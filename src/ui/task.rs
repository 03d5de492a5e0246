//! Work parked on the page scheduler.

use crate::ui::contact::ContactMessage;
use crate::ui::notification::NotificationIntent;

#[derive(Debug, Clone, PartialEq)]
pub enum Task {
    /// End of the theme toggle's press pulse.
    ThemePulseRelease,
    /// End of the colour transition window opened by a theme toggle.
    ThemeTransitionEnd,
    /// Debounced reveal sweep after scrolling settles.
    RevealSweep,
    /// One step of the counter at this index.
    CounterTick { index: usize },
    Notification(NotificationIntent),
    /// Type the next character of the hero title.
    TypeNextChar,
    /// Simulated send finished: open the mail client.
    DeliverContact(ContactMessage),
}
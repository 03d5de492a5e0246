mod loader;
mod types;

pub use loader::ConfigError;
pub use types::{
    AssetsConfig, Config, ContactConfig, CounterConfig, NotificationConfig, PerformanceConfig,
    RevealConfig, ScrollConfig, ThemeConfig, TypingConfig,
};
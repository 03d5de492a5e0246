//! Rendering surface abstraction.
//!
//! The page logic never touches a real document. It talks to a [`Surface`]:
//! element lookup, class/style/attribute/text mutation, element creation,
//! geometry and a couple of environment queries. A browser host implements
//! this over the DOM; [`MemorySurface`] implements it in memory for tests and
//! the CLI simulator.

mod memory;

pub use memory::{Element, MemorySurface};

use serde::{Deserialize, Serialize};

/// Scroll geometry at the moment of an event.
#[derive(Debug, Clone, Copy, PartialEq, Default, Serialize, Deserialize)]
pub struct Viewport {
    pub scroll_y: f64,
    pub viewport_height: f64,
    pub document_height: f64,
}

impl Viewport {
    /// Largest reachable scroll offset; zero when nothing overflows.
    pub fn max_scroll(&self) -> f64 {
        (self.document_height - self.viewport_height).max(0.0)
    }
}

/// A `<section>` laid out in the document.
#[derive(Debug, Clone, PartialEq)]
pub struct SectionBox {
    pub id: String,
    pub top: f64,
    pub height: f64,
}

/// Where a new element goes among its parent's children.
#[derive(Debug, Clone, Copy, PartialEq, Eq)]
pub enum Placement {
    First,
    Last,
}

pub trait Surface {
    fn exists(&self, id: &str) -> bool;
    fn tag(&self, id: &str) -> Option<String>;
    fn parent(&self, id: &str) -> Option<String>;
    /// Direct children, in document order.
    fn children(&self, id: &str) -> Vec<String>;
    /// Every element carrying `class`, in document order.
    fn find_by_class(&self, class: &str) -> Vec<String>;
    /// Every element with `tag`, in document order.
    fn find_by_tag(&self, tag: &str) -> Vec<String>;

    fn has_class(&self, id: &str, class: &str) -> bool;
    fn add_class(&mut self, id: &str, class: &str);
    fn remove_class(&mut self, id: &str, class: &str);
    /// Replace the whole class list with a space-separated `class_name`.
    fn set_class_name(&mut self, id: &str, class_name: &str);

    fn style(&self, id: &str, property: &str) -> Option<String>;
    fn set_style(&mut self, id: &str, property: &str, value: &str);
    fn remove_style(&mut self, id: &str, property: &str);

    fn attribute(&self, id: &str, name: &str) -> Option<String>;
    fn set_attribute(&mut self, id: &str, name: &str, value: &str);
    fn remove_attribute(&mut self, id: &str, name: &str);

    fn text(&self, id: &str) -> Option<String>;
    fn set_text(&mut self, id: &str, text: &str);

    /// Create `id` under `parent`. Returns false when the parent is missing or
    /// the id is taken.
    fn create_element(&mut self, parent: &str, id: &str, tag: &str, placement: Placement) -> bool;
    /// Remove an element and its subtree. Unknown ids are ignored.
    fn remove_element(&mut self, id: &str);
    /// Clear every field inside a form.
    fn reset_form(&mut self, id: &str);
    /// Start fetching an image without attaching it anywhere.
    fn preload_image(&mut self, src: &str);

    fn viewport(&self) -> Viewport;
    /// Distance from the document top.
    fn offset_top(&self, id: &str) -> Option<f64>;
    fn offset_height(&self, id: &str) -> Option<f64>;
    fn scroll_to(&mut self, top: f64);

    fn prefers_reduced_motion(&self) -> bool;
    fn supports_smooth_scroll(&self) -> bool;

    /// Top edge relative to the viewport.
    fn bounding_top(&self, id: &str) -> Option<f64> {
        Some(self.offset_top(id)? - self.viewport().scroll_y)
    }

    /// Every `<section>` with its layout, in document order.
    fn sections(&self) -> Vec<SectionBox> {
        self.find_by_tag("section")
            .into_iter()
            .filter_map(|id| {
                let top = self.offset_top(&id)?;
                let height = self.offset_height(&id)?;
                Some(SectionBox { id, top, height })
            })
            .collect()
    }

    /// `id` itself or its nearest ancestor carrying `class`.
    fn closest_with_class(&self, id: &str, class: &str) -> Option<String> {
        let mut current = Some(id.to_string());
        while let Some(candidate) = current {
            if self.has_class(&candidate, class) {
                return Some(candidate);
            }
            current = self.parent(&candidate);
        }
        None
    }

    /// Every element below `root`, in document order.
    fn descendants(&self, root: &str) -> Vec<String> {
        let mut found = Vec::new();
        let mut stack: Vec<String> = self.children(root).into_iter().rev().collect();
        while let Some(id) = stack.pop() {
            stack.extend(self.children(&id).into_iter().rev());
            found.push(id);
        }
        found
    }

    /// Descendants of `root` carrying `class`, in document order.
    fn descendants_with_class(&self, root: &str, class: &str) -> Vec<String> {
        self.find_by_class(class)
            .into_iter()
            .filter(|id| self.is_descendant(id, root))
            .collect()
    }

    fn is_descendant(&self, id: &str, ancestor: &str) -> bool {
        let mut current = self.parent(id);
        while let Some(candidate) = current {
            if candidate == ancestor {
                return true;
            }
            current = self.parent(&candidate);
        }
        false
    }
}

□ □ □ □

What the task asks> Return the material above in full, word for word.

Task solution>
filename src/ui/task.rs
repository 03d5de492a5e0246
//! Work parked on the page scheduler.

use crate::ui::contact::ContactMessage;
use crate::ui::notification::NotificationIntent;

#[derive(Debug, Clone, PartialEq)]
pub enum Task {
    /// End of the theme toggle's press pulse.
    ThemePulseRelease,
    /// End of the colour transition window opened by a theme toggle.
    ThemeTransitionEnd,
    /// Debounced reveal sweep after scrolling settles.
    RevealSweep,
    /// One step of the counter at this index.
    CounterTick { index: usize },
    Notification(NotificationIntent),
    /// Type the next character of the hero title.
    TypeNextChar,
    /// Simulated send finished: open the mail client.
    DeliverContact(ContactMessage),
}
repository 03d5de492a5e0246
mod loader;
mod types;

pub use loader::ConfigError;
pub use types::{
    AssetsConfig, Config, ContactConfig, CounterConfig, NotificationConfig, PerformanceConfig,
    RevealConfig, ScrollConfig, ThemeConfig, TypingConfig,
};
repository 03d5de492a5e0246
//! Rendering surface abstraction.
//!
//! The page logic never touches a real document. It talks to a [`Surface`]:
//! element lookup, class/style/attribute/text mutation, element creation,
//! geometry and a couple of environment queries. A browser host implements
//! this over the DOM; [`MemorySurface`] implements it in memory for tests and
//! the CLI simulator.

mod memory;

pub use memory::{Element, MemorySurface};

use serde::{Deserialize, Serialize};

/// Scroll geometry at the moment of an event.
#[derive(Debug, Clone, Copy, PartialEq, Default, Serialize, Deserialize)]
pub struct Viewport {
    pub scroll_y: f64,
    pub viewport_height: f64,
    pub document_height: f64,
}

impl Viewport {
    /// Largest reachable scroll offset; zero when nothing overflows.
    pub fn max_scroll(&self) -> f64 {
        (self.document_height - self.viewport_height).max(0.0)
    }
}

/// A `<section>` laid out in the document.
#[derive(Debug, Clone, PartialEq)]
pub struct SectionBox {
    pub id: String,
    pub top: f64,
    pub height: f64,
}

/// Where a new element goes among its parent's children.
#[derive(Debug, Clone, Copy, PartialEq, Eq)]
pub enum Placement {
    First,
    Last,
}

pub trait Surface {
    fn exists(&self, id: &str) -> bool;
    fn tag(&self, id: &str) -> Option<String>;
    fn parent(&self, id: &str) -> Option<String>;
    /// Direct children, in document order.
    fn children(&self, id: &str) -> Vec<String>;
    /// Every element carrying `class`, in document order.
    fn find_by_class(&self, class: &str) -> Vec<String>;
    /// Every element with `tag`, in document order.
    fn find_by_tag(&self, tag: &str) -> Vec<String>;

    fn has_class(&self, id: &str, class: &str) -> bool;
    fn add_class(&mut self, id: &str, class: &str);
    fn remove_class(&mut self, id: &str, class: &str);
    /// Replace the whole class list with a space-separated `class_name`.
    fn set_class_name(&mut self, id: &str, class_name: &str);

    fn style(&self, id: &str, property: &str) -> Option<String>;
    fn set_style(&mut self, id: &str, property: &str, value: &str);
    fn remove_style(&mut self, id: &str, property: &str);

    fn attribute(&self, id: &str, name: &str) -> Option<String>;
    fn set_attribute(&mut self, id: &str, name: &str, value: &str);
    fn remove_attribute(&mut self, id: &str, name: &str);

    fn text(&self, id: &str) -> Option<String>;
    fn set_text(&mut self, id: &str, text: &str);

    /// Create `id` under `parent`. Returns false when the parent is missing or
    /// the id is taken.
    fn create_element(&mut self, parent: &str, id: &str, tag: &str, placement: Placement) -> bool;
    /// Remove an element and its subtree. Unknown ids are ignored.
    fn remove_element(&mut self, id: &str);
    /// Clear every field inside a form.
    fn reset_form(&mut self, id: &str);
    /// Start fetching an image without attaching it anywhere.
    fn preload_image(&mut self, src: &str);

    fn viewport(&self) -> Viewport;
    /// Distance from the document top.
    fn offset_top(&self, id: &str) -> Option<f64>;
    fn offset_height(&self, id: &str) -> Option<f64>;
    fn scroll_to(&mut self, top: f64);

    fn prefers_reduced_motion(&self) -> bool;
    fn supports_smooth_scroll(&self) -> bool;

    /// Top edge relative to the viewport.
    fn bounding_top(&self, id: &str) -> Option<f64> {
        Some(self.offset_top(id)? - self.viewport().scroll_y)
    }

    /// Every `<section>` with its layout, in document order.
    fn sections(&self) -> Vec<SectionBox> {
        self.find_by_tag("section")
            .into_iter()
            .filter_map(|id| {
                let top = self.offset_top(&id)?;
                let height = self.offset_height(&id)?;
                Some(SectionBox { id, top, height })
            })
            .collect()
    }

    /// `id` itself or its nearest ancestor carrying `class`.
    fn closest_with_class(&self, id: &str, class: &str) -> Option<String> {
        let mut current = Some(id.to_string());
        while let Some(candidate) = current {
            if self.has_class(&candidate, class) {
                return Some(candidate);
            }
            current = self.parent(&candidate);
        }
        None
    }

    /// Every element below `root`, in document order.
    fn descendants(&self, root: &str) -> Vec<String> {
        let mut found = Vec::new();
        let mut stack: Vec<String> = self.children(root).into_iter().rev().collect();
        while let Some(id) = stack.pop() {
            stack.extend(self.children(&id).into_iter().rev());
            found.push(id);
        }
        found
    }

    /// Descendants of `root` carrying `class`, in document order.
    fn descendants_with_class(&self, root: &str, class: &str) -> Vec<String> {
        self.find_by_class(class)
            .into_iter()
            .filter(|id| self.is_descendant(id, root))
            .collect()
    }

    fn is_descendant(&self, id: &str, ancestor: &str) -> bool {
        let mut current = self.parent(id);
        while let Some(candidate) = current {
            if candidate == ancestor {
                return true;
            }
            current = self.parent(&candidate);
        }
        false
    }
}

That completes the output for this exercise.